Business

Small businesses gun shy on loans

The credit crunch is a big illusion — there are just not enough borrowers.

A scathing new report critical of the Fed’s massive quantitative easing program shows banks are crying out for small-business owners to borrow, and billions of dollars are up for grabs.

But there’s an unprecedented shortage of takers, and it’s not, as one might expect, because of restrictive lending standards.

Rather, the dearth is due to the fact that many qualified borrowers are stuck in a Depression-style mind-set, seeing no real opportunity for sales growth and job creation in this lukewarm recovery.

“We should be doing $4 million in loans every month, and instead we’re doing $2 million,” Bill Dunkelberg, chairman of the small-town Liberty Bell Bank in Marlton, NJ, told The Post.

Liberty serves mom-and-pop entrepreneurs. These are the same small business owners who account for half of US private-sector employment and about two-thirds of net new jobs generated in the US in the past 17 years, according to the Small Business Administration.

The typical loan at Liberty is about $250,000. But that loan business has sharply contracted, despite ample Fed funding.

“We have the money to make the loans . . . but we don’t have the applicants,” said Dunkelberg, who co-authored the controversial report in his separate role as chief economist for the National Federation of Independent Business (NFIB).

The NFIB report, in essence, says Fed policy is rigged against small-business owners and all but the largest banks.

The numbers show that, as loans to large American firms are recovering to their pre-crisis peak, the same can’t be said for small firms. They’ve seen their loans steadily decline into late last year before showing some recent signs — albeit tepid — of improvement.

“Even during the so-called ‘credit crunch’ period, when asked what the most important problem facing their business was, no more than 5 percent of small-business owners cited ‘finance and interest rates’ as their top problem,” according to the report by Dunkelberg and his NFIB colleague Michael J. Chow.

So what’s holding them back? “The economy isn’t really cooperating,” Paul Merski, chief economist at the Independent Community Bankers of America, said. “We need stronger economic growth to bring back more robust loan activity. Businesses are still uncertain about their own economic future.”

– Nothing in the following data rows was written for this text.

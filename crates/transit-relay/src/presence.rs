//! In-memory registry of operators currently broadcasting.
//!
//! Every mutation that changes what a viewer would see also updates the
//! [`RouteIndex`], so the two never disagree.

use std::collections::HashMap;
use std::time::Duration;

use tokio::time::Instant;
use tracing::debug;
use transit_core::geo::is_valid_coordinate;
use transit_core::{ConnectionId, OperatorId, PositionFix, RouteId, SessionSnapshot, VehicleId};

use crate::errors::RelayError;
use crate::route_index::RouteIndex;

/// One actively-broadcasting operator.
#[derive(Clone, Debug)]
pub struct OperatorSession {
    /// Operator identity.
    pub operator_id: OperatorId,
    /// Vehicle being driven.
    pub vehicle_id: VehicleId,
    /// Route being served.
    pub route_id: RouteId,
    /// Last accepted fix. `None` until the first location update.
    pub position: Option<PositionFix>,
    /// Monotonic time of session start or the last accepted update.
    pub last_update: Instant,
    /// Connection that registered the session.
    pub connection: ConnectionId,
}

impl OperatorSession {
    /// Snapshot of the session's current position, if it has one.
    pub fn snapshot(&self) -> Option<SessionSnapshot> {
        self.position.as_ref().map(|fix| {
            SessionSnapshot::from_fix(
                self.operator_id.clone(),
                self.vehicle_id.clone(),
                self.route_id.clone(),
                fix,
            )
        })
    }

    /// Whether the session has been silent for longer than `threshold`.
    pub fn is_stale(&self, now: Instant, threshold: Duration) -> bool {
        now.saturating_duration_since(self.last_update) > threshold
    }
}

/// Operator → session map plus the derived route index.
#[derive(Debug, Default)]
pub struct PresenceRegistry {
    sessions: HashMap<OperatorId, OperatorSession>,
    index: RouteIndex,
}

impl PresenceRegistry {
    /// Create an empty registry.
    pub fn new() -> Self {
        Self::default()
    }

    /// Create or replace the session for `operator_id`.
    ///
    /// Last writer wins. The replaced session, if any, is returned so the
    /// caller can notify its route. A restart on the same vehicle and route
    /// keeps the last known position and its index entry; otherwise the old
    /// entry is already gone.
    pub fn start_session(
        &mut self,
        operator_id: OperatorId,
        vehicle_id: VehicleId,
        route_id: RouteId,
        connection: ConnectionId,
    ) -> Option<OperatorSession> {
        let resumed = self
            .sessions
            .get(&operator_id)
            .is_some_and(|prev| prev.route_id == route_id && prev.vehicle_id == vehicle_id);
        let previous = if resumed {
            self.sessions.remove(&operator_id)
        } else {
            self.detach(&operator_id)
        };
        debug!(
            operator_id = %operator_id,
            vehicle_id = %vehicle_id,
            route_id = %route_id,
            replaced = previous.is_some(),
            resumed,
            "session started"
        );
        let position = previous
            .as_ref()
            .filter(|_| resumed)
            .and_then(|prev| prev.position.clone());
        let session = OperatorSession {
            operator_id: operator_id.clone(),
            vehicle_id,
            route_id,
            position,
            last_update: Instant::now(),
            connection,
        };
        let _ = self.sessions.insert(operator_id, session);
        previous
    }

    /// Record a new fix for an active session.
    ///
    /// The session is left untouched when the operator is unknown or the
    /// coordinate is out of range.
    pub fn update_position(
        &mut self,
        operator_id: &OperatorId,
        fix: PositionFix,
        now: Instant,
    ) -> Result<SessionSnapshot, RelayError> {
        let session = self
            .sessions
            .get_mut(operator_id)
            .ok_or_else(|| RelayError::UnknownOperator(operator_id.clone()))?;

        if !is_valid_coordinate(fix.latitude, fix.longitude) {
            return Err(RelayError::InvalidCoordinate {
                latitude: fix.latitude,
                longitude: fix.longitude,
            });
        }

        let snapshot = SessionSnapshot::from_fix(
            session.operator_id.clone(),
            session.vehicle_id.clone(),
            session.route_id.clone(),
            &fix,
        );
        session.position = Some(fix);
        session.last_update = now;
        self.index.upsert(session.route_id.clone(), snapshot.clone());
        Ok(snapshot)
    }

    /// Remove a session. Idempotent.
    pub fn end_session(&mut self, operator_id: &OperatorId) -> Option<OperatorSession> {
        let removed = self.detach(operator_id);
        if removed.is_some() {
            debug!(operator_id = %operator_id, "session ended");
        }
        removed
    }

    /// The session registered by `connection`, if any.
    pub fn get_by_connection(&self, connection: &ConnectionId) -> Option<&OperatorSession> {
        self.sessions.values().find(|s| &s.connection == connection)
    }

    /// The session for `operator_id`, if any.
    pub fn get(&self, operator_id: &OperatorId) -> Option<&OperatorSession> {
        self.sessions.get(operator_id)
    }

    /// Number of active sessions.
    pub fn len(&self) -> usize {
        self.sessions.len()
    }

    /// Whether no operator is broadcasting.
    pub fn is_empty(&self) -> bool {
        self.sessions.is_empty()
    }

    /// Read access to the route index.
    pub fn index(&self) -> &RouteIndex {
        &self.index
    }

    /// Operators silent for longer than `threshold` as of `now`.
    pub fn stale_operators(&self, now: Instant, threshold: Duration) -> Vec<OperatorId> {
        let mut stale: Vec<OperatorId> = self
            .sessions
            .values()
            .filter(|s| s.is_stale(now, threshold))
            .map(|s| s.operator_id.clone())
            .collect();
        stale.sort();
        stale
    }

    fn detach(&mut self, operator_id: &OperatorId) -> Option<OperatorSession> {
        let session = self.sessions.remove(operator_id)?;
        // another operator may have since taken over the same vehicle
        let owns_entry = self
            .index
            .get(&session.route_id, &session.vehicle_id)
            .is_some_and(|entry| entry.operator_id == session.operator_id);
        if owns_entry {
            let _ = self.index.remove(&session.route_id, &session.vehicle_id);
        }
        Some(session)
    }
}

Tepid consumer spending, which accounts for 70 percent of US economic activity, hasn’t returned to the more positive trend prior to the 2008 meltdown, despite the Fed’s attempts to inflate the economy with $85 billion in monthly bond purchases. “That’s really the difference of trillions of dollars in economic activity over five years,” said Merski of today’s weak consumer spending.

“Business owners will start coming back to borrow more once the environment improves,” agrees Rohit Arora, chief executive of Biz2Credit, a small-business online credit marketplace.